The law provides that payment may be made for services only if they were being furnished while the patient was receiving either active treatment or admission and related services necessary for diagnostic study. Thus, the period of time during which an individual receives inpatient psychiatric hospital services which meet the above requirements is, for the purposes of the Medicare program, considered a period of active treatment.
1. Definition of active treatment
For services in a psychiatric hospital to be designated as "active treatment," they must be provided under an individualized treatment or diagnostic plan, reasonably expected to improve the patient's condition or for the purpose of diagnois, and supervised and evaluated by a physician.
2. Individualized treatment or diagnostic plan
The services must be provided in accordance with an individualized program of treatment or diagnosis developed by a physician in conjunction with staff members on the basis of a thorough evaluation of the patient's restorative needs and potentialities. Thus, an isolated service, e.g., a single session with a psychiatrist, or a routine laboratory test not furnished under a planned program of therapy or diagnosis does not constitute active treatment, even though the service was therapeutic or diagnostic in nature.
3. Services expected to improve the condition or for purpose of diagnosis
The service must reasonably be expected to improve the patient's condition or must be for the purpose of diagnostic study. The treatment must, at a minimum, be designated both to reduce or control the patient's psychotic or neurotic symptoms which necessitated hospitalization and improve the patient's level of functioning.
If, however, the only activities prescribed for the patient are primarily diversional in nature, i.e., to provide some social or recreational outlet, it is not regarded as treatment to improve the patient's condition.
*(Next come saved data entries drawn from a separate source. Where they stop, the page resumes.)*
//! Shared test utilities.
//!
//! Integration tests drive the compiler through these helpers instead of
//! rebuilding the lexer-to-emitter plumbing in every file. Helpers that
//! can fail return the rendered diagnostics, so a failing test prints
//! what the compiler actually said.

use crate::ast::Ast;
use crate::context::CompilationContext;
use crate::diagnostic::ErrorFormatter;
use crate::emit::emit_unit;
use crate::ir::lower::lower_unit;
use crate::lexer::{Lexer, TokenKind};
use crate::parser::{token_text, Parser};
use crate::semantic::SymbolKind;

/// Run the front end on a source string: lex, parse, validate.
fn run_front_end(input: &str, filename: &str) -> (CompilationContext, Ast, crate::ast::TranslationUnit) {
    let mut ctx = CompilationContext::new();
    let source_id = ctx.sources.add_buffer(input.as_bytes().to_vec(), filename);
    let tokens = Lexer::new(ctx.sources.get_buffer(source_id), source_id).tokenize(&mut ctx.diagnostics);
    let mut ast = Ast::new();
    let unit = Parser::new(&mut ctx, &mut ast, &tokens).parse_translation_unit();
    (ctx, ast, unit)
}

/// All diagnostics in source order, rendered the way the driver prints
/// them.
fn rendered_diagnostics(ctx: &CompilationContext) -> Vec<String> {
    let formatter = ErrorFormatter::default();
    ctx.diagnostics
        .sorted_diagnostics()
        .into_iter()
        .map(|diag| formatter.format_diagnostic(diag, &ctx.sources))
        .collect()
}

/// Compile a source string to assembly text. `Err` carries the rendered
/// diagnostics when the front end rejects the input.
pub fn compile_to_assembly(input: &str, filename: &str) -> Result<String, Vec<String>> {
    let (mut ctx, ast, unit) = run_front_end(input, filename);
    if ctx.diagnostics.has_errors() {
        return Err(rendered_diagnostics(&ctx));
    }
    let ir = lower_unit(&mut ctx, &ast, &unit);
    Ok(emit_unit(&mut ctx, &ast, &unit, &ir))
}

/// Compile a source string and render the lowered IR.
pub fn compile_to_ir(input: &str, filename: &str) -> Result<String, Vec<String>> {
    let (mut ctx, ast, unit) = run_front_end(input, filename);
    if ctx.diagnostics.has_errors() {
        return Err(rendered_diagnostics(&ctx));
    }
    let ir = lower_unit(&mut ctx, &ast, &unit);
    Ok(ir.to_string())
}

/// Run the front end and return every diagnostic it produced, errors and
/// warnings both, in source order.
pub fn compile_and_get_diagnostics(input: &str, filename: &str) -> Vec<String> {
    let (ctx, _ast, _unit) = run_front_end(input, filename);
    rendered_diagnostics(&ctx)
}

/// Parse a source string and render its file-scope variables and
/// functions as C declarations, in declaration order. Panics when the
/// input does not parse cleanly.
pub fn declaration_types(input: &str) -> Vec<String> {
    let (ctx, _ast, _unit) = run_front_end(input, "test.c");
    assert!(
        !ctx.diagnostics.has_errors(),
        "unexpected errors for {:?}: {:?}",
        input,
        rendered_diagnostics(&ctx)
    );
    ctx.symbols
        .global_symbols()
        .filter(|(_, entry)| matches!(entry.kind, SymbolKind::Variable { .. } | SymbolKind::Function { .. }))
        .map(|(_, entry)| ctx.types.display_declaration(entry.type_info, &entry.name.to_string()))
        .collect()
}

/// Lex a source string and return the token spellings up to end of file.
/// Panics when the lexer reports an error.
pub fn token_listing(input: &str) -> Vec<String> {
    let mut ctx = CompilationContext::new();
    let source_id = ctx.sources.add_buffer(input.as_bytes().to_vec(), "test.c");
    let tokens = Lexer::new(ctx.sources.get_buffer(source_id), source_id).tokenize(&mut ctx.diagnostics);
    assert!(
        !ctx.diagnostics.has_errors(),
        "unexpected lex errors for {:?}: {:?}",
        input,
        rendered_diagnostics(&ctx)
    );
    tokens
        .iter()
        .take_while(|token| token.kind != TokenKind::EndOfFile)
        .map(|token| token_text(&token.kind))
        .collect()
}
In accordance with the above definition of “improvement,” the administration of antidepressant or tranquilizing drugs which are expected to alleviate significantly a patient's psychotic or neurotic symptoms is termed active treatment (assuming that the other elements of the definition are met). The administration of a drug or drugs does not of itself necessarily constitute active treatment. Thus, the use of mild tranquilizers or sedatives solely for the purpose of relieving anxiety or insomnia does not constitute active treatment.
4. Services supervised and evaluated by physician
a. Participation requirement
Physician participation in the services is an essential ingredient of active treatment. The physician must serve as a source of information and guidance for all members of the therapeutic team who work directly with the patient in various roles. It is the responsibility of the physician to evaluate periodically the therapeutic program and to determine the extent to which treatment goals are being realized and whether changes in direction or emphasis are needed.
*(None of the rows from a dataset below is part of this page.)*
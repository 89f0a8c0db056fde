use crate::ast::Ast;
use crate::context::CompilationContext;
use crate::lexer::Lexer;
use crate::parser::Parser;

use super::lower::lower_unit;
use super::{BinOp, FloatPoolEntry, Instr, IrFunction, IrUnit, OpWidth, PoolId, SlotId, SlotInfo};

fn lower(input: &str) -> IrUnit {
    let mut ctx = CompilationContext::new();
    let source_id = ctx.sources.add_buffer(input.as_bytes().to_vec(), "test_input");
    let tokens = Lexer::new(ctx.sources.get_buffer(source_id), source_id).tokenize(&mut ctx.diagnostics);
    let mut ast = Ast::new();
    let unit = Parser::new(&mut ctx, &mut ast, &tokens).parse_translation_unit();
    assert!(
        !ctx.diagnostics.has_errors(),
        "unexpected errors for {:?}: {:?}",
        input,
        ctx.diagnostics.diagnostics()
    );
    lower_unit(&mut ctx, &ast, &unit)
}

fn function<'a>(unit: &'a IrUnit, name: &str) -> &'a IrFunction {
    unit.functions
        .iter()
        .find(|f| f.name.as_str() == name)
        .unwrap_or_else(|| panic!("function '{}' was not lowered", name))
}

fn assert_tac(unit: &IrUnit, name: &str, expected: &[&str]) {
    let rendered = function(unit, name).to_string();
    let lines: Vec<&str> = rendered.lines().collect();
    assert_eq!(lines, expected, "wrong code for '{}'", name);
}

fn first_instr(unit: &IrUnit, name: &str) -> String {
    function(unit, name).instrs[0].to_string()
}

fn only_call(unit: &IrUnit, name: &str) -> (u32, u64, bool) {
    function(unit, name)
        .instrs
        .iter()
        .find_map(|instr| match instr {
            Instr::Call {
                arg_count,
                stack_bytes,
                variadic,
                ..
            } => Some((*arg_count, *stack_bytes, *variadic)),
            _ => None,
        })
        .unwrap_or_else(|| panic!("no call in '{}'", name))
}

// === Straight-line code ===

#[test]
fn sum_of_parameters() {
    let unit = lower("int add(int a, int b) { return a + b; }");
    let add = function(&unit, "add");
    assert!(add.is_global);
    assert_eq!(add.params.len(), 2);
    assert_tac(
        &unit,
        "add",
        &["add:", "  t0 = a addi b", "  returni t0", ".L0:"],
    );
}

#[test]
fn main_returns_zero_when_control_falls_off() {
    let unit = lower("int main(void) { }");
    assert_tac(&unit, "main", &["main:", "  returni $0", ".L0:"]);
}

#[test]
fn division_and_multiply_follow_signedness() {
    let unit = lower(
        r#"
        int sdiv(int a, int b) { return a / b; }
        unsigned udiv(unsigned a, unsigned b) { return a / b; }
        int smod(int a, int b) { return a % b; }
        unsigned umul(unsigned a, unsigned b) { return a * b; }
    "#,
    );
    assert_eq!(first_instr(&unit, "sdiv"), "t0 = a idivi b");
    assert_eq!(first_instr(&unit, "udiv"), "t0 = a divi b");
    assert_eq!(first_instr(&unit, "smod"), "t0 = a mod b");
    assert_eq!(first_instr(&unit, "umul"), "t0 = a muli b");
}

#[test]
fn unary_operators_pick_their_class() {
    let unit = lower(
        r#"
        int neg(int x) { return -x; }
        int flip(int x) { return ~x; }
        double negf(double x) { return -x; }
    "#,
    );
    assert_eq!(first_instr(&unit, "neg"), "t0 = minusi x");
    assert_eq!(first_instr(&unit, "flip"), "t0 = not x");
    assert_eq!(first_instr(&unit, "negf"), "t0 = minusf x");
}

#[test]
fn enum_constants_lower_as_immediates() {
    let unit = lower("enum color { RED, GREEN, BLUE }; int green(void) { return GREEN; }");
    assert_tac(&unit, "green", &["green:", "  returni $1", ".L0:"]);
}

#[test]
fn comma_evaluates_left_for_effects_only() {
    let unit = lower("int second(int a, int b) { return (a = b, a); }");
    assert_tac(
        &unit,
        "second",
        &["second:", "  a = b", "  returni a", ".L0:"],
    );
}

// === Control flow ===

#[test]
fn while_loop_tests_at_the_top() {
    let unit = lower("void count(int n) { while (n) n = n - 1; }");
    assert_tac(
        &unit,
        "count",
        &[
            "count:",
            ".L1:",
            "  iffalsei n goto .L2",
            "  t0 = n subi $1",
            "  n = t0",
            "  goto .L1",
            ".L2:",
            ".L0:",
        ],
    );
}

#[test]
fn do_while_tests_at_the_bottom() {
    let unit = lower("void drain(int n) { do n = n - 1; while (n); }");
    assert_tac(
        &unit,
        "drain",
        &[
            "drain:",
            ".L1:",
            "  t0 = n subi $1",
            "  n = t0",
            ".L2:",
            "  ifi n goto .L1",
            ".L3:",
            ".L0:",
        ],
    );
}

#[test]
fn comparison_fuses_into_the_branch() {
    let unit = lower("int max(int a, int b) { if (a < b) return b; return a; }");
    assert_tac(
        &unit,
        "max",
        &[
            "max:",
            "  iffalsei a < b goto .L1",
            "  returni b",
            ".L1:",
            "  returni a",
            ".L0:",
        ],
    );
}

#[test]
fn constant_true_condition_drops_the_test() {
    let unit = lower("void wait(int n) { while (1) { if (n) break; } }");
    assert_tac(
        &unit,
        "wait",
        &[
            "wait:",
            ".L1:",
            "  iffalsei n goto .L3",
            "  goto .L2",
            ".L3:",
            "  goto .L1",
            ".L2:",
            ".L0:",
        ],
    );
}

#[test]
fn for_loop_stores_through_a_scaled_subscript() {
    let unit = lower(
        r#"
        void fill(int *p, int n) {
            int i;
            for (i = 0; i < n; i = i + 1)
                p[i] = i;
        }
    "#,
    );
    assert_tac(
        &unit,
        "fill",
        &[
            "fill:",
            "  i = $0",
            ".L1:",
            "  iffalsei i < n goto .L3",
            "  t0 = (si4=>si8) i",
            "  t1 = t0 imuli $4",
            "  p[t1] = i",
            ".L2:",
            "  t2 = i addi $1",
            "  i = t2",
            "  goto .L1",
            ".L3:",
            ".L0:",
        ],
    );
}

#[test]
fn continue_jumps_to_the_step_label() {
    let unit = lower(
        r#"
        void skip(int n) {
            int i;
            for (i = 0; i < n; i = i + 1) {
                if (i == 2)
                    continue;
            }
        }
    "#,
    );
    assert_tac(
        &unit,
        "skip",
        &[
            "skip:",
            "  i = $0",
            ".L1:",
            "  iffalsei i < n goto .L3",
            "  iffalsei i == $2 goto .L4",
            "  goto .L2",
            ".L4:",
            ".L2:",
            "  t0 = i addi $1",
            "  i = t0",
            "  goto .L1",
            ".L3:",
            ".L0:",
        ],
    );
}

#[test]
fn goto_shares_labels_with_the_definition() {
    let unit = lower(
        r#"
        int spin(void) {
            int i;
            i = 0;
        top:
            i = i + 1;
            if (i < 3) goto top;
            return i;
        }
    "#,
    );
    assert_tac(
        &unit,
        "spin",
        &[
            "spin:",
            "  i = $0",
            ".L1:",
            "  t0 = i addi $1",
            "  i = t0",
            "  iffalsei i < $3 goto .L2",
            "  goto .L1",
            ".L2:",
            "  returni i",
            ".L0:",
        ],
    );
}

#[test]
fn labels_number_one_stream_across_functions() {
    let unit = lower(
        r#"
        int pos(int x) { if (x > 0) return 1; return 0; }
        int nonzero(int x) { if (x) return 1; return 0; }
    "#,
    );
    assert_tac(
        &unit,
        "pos",
        &[
            "pos:",
            "  iffalsei x > $0 goto .L1",
            "  returni $1",
            ".L1:",
            "  returni $0",
            ".L0:",
        ],
    );
    assert_tac(
        &unit,
        "nonzero",
        &[
            "nonzero:",
            "  iffalsei x goto .L3",
            "  returni $1",
            ".L3:",
            "  returni $0",
            ".L2:",
        ],
    );
}

// === Boolean values ===

#[test]
fn relational_value_materializes_zero_or_one() {
    let unit = lower("int lt(int a, int b) { return a < b; }");
    assert_tac(
        &unit,
        "lt",
        &[
            "lt:",
            "  t0 = $1",
            "  ifi a < b goto .L1",
            "  t0 = $0",
            ".L1:",
            "  returni t0",
            ".L0:",
        ],
    );
}

#[test]
fn logical_operators_short_circuit() {
    let unit = lower(
        r#"
        int both(int a, int b) { return a && b; }
        int either(int a, int b) { return a || b; }
    "#,
    );
    assert_tac(
        &unit,
        "both",
        &[
            "both:",
            "  t0 = $1",
            "  iffalsei a goto .L2",
            "  ifi b goto .L1",
            ".L2:",
            "  t0 = $0",
            ".L1:",
            "  returni t0",
            ".L0:",
        ],
    );
    assert_tac(
        &unit,
        "either",
        &[
            "either:",
            "  t0 = $1",
            "  ifi a goto .L4",
            "  ifi b goto .L4",
            "  t0 = $0",
            ".L4:",
            "  returni t0",
            ".L3:",
        ],
    );
}

#[test]
fn logical_not_flips_the_branch_sense() {
    let unit = lower("int no(int x) { return !x; }");
    assert_tac(
        &unit,
        "no",
        &[
            "no:",
            "  t0 = $1",
            "  iffalsei x goto .L1",
            "  t0 = $0",
            ".L1:",
            "  returni t0",
            ".L0:",
        ],
    );
}

#[test]
fn bool_conversion_normalizes_to_zero_or_one() {
    let unit = lower("_Bool truthy(int x) { return x; }");
    assert_tac(
        &unit,
        "truthy",
        &[
            "truthy:",
            "  t0 = $1",
            "  ifi x goto .L1",
            "  t0 = $0",
            ".L1:",
            "  returni t0",
            ".L0:",
        ],
    );
}

#[test]
fn conditional_expression_joins_in_one_temporary() {
    let unit = lower("int pick(int c, int x, int y) { return c ? x : y; }");
    assert_tac(
        &unit,
        "pick",
        &[
            "pick:",
            "  iffalsei c goto .L1",
            "  t0 = x",
            "  goto .L2",
            ".L1:",
            "  t0 = y",
            ".L2:",
            "  returni t0",
            ".L0:",
        ],
    );
}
A finding that a patient is not receiving active treatment does not in itself preclude payment for physicians' services under Part B. As long as the professional services rendered by the physician are reasonable and necessary for the care of the patient, such services are reimbursable under the medical insurance program.
b. Principles for evaluating a period of active treatment
The period of time covered by the physician's certification is referred to as a “period of active treatment.” This period includes all days on which the inpatient psychiatric hospital services were provided because of the individual's need for active treatment—not just the days on which specific therapeutic or diagnostic services were rendered. For example, a patient's program of treatment may necessitate the discontinuance of therapy for a period of time or it may include a period of observation, while only maintenance or protective services are furnished. If such periods were essential to the overall treatment plan, they are regarded as part of the period of active treatment.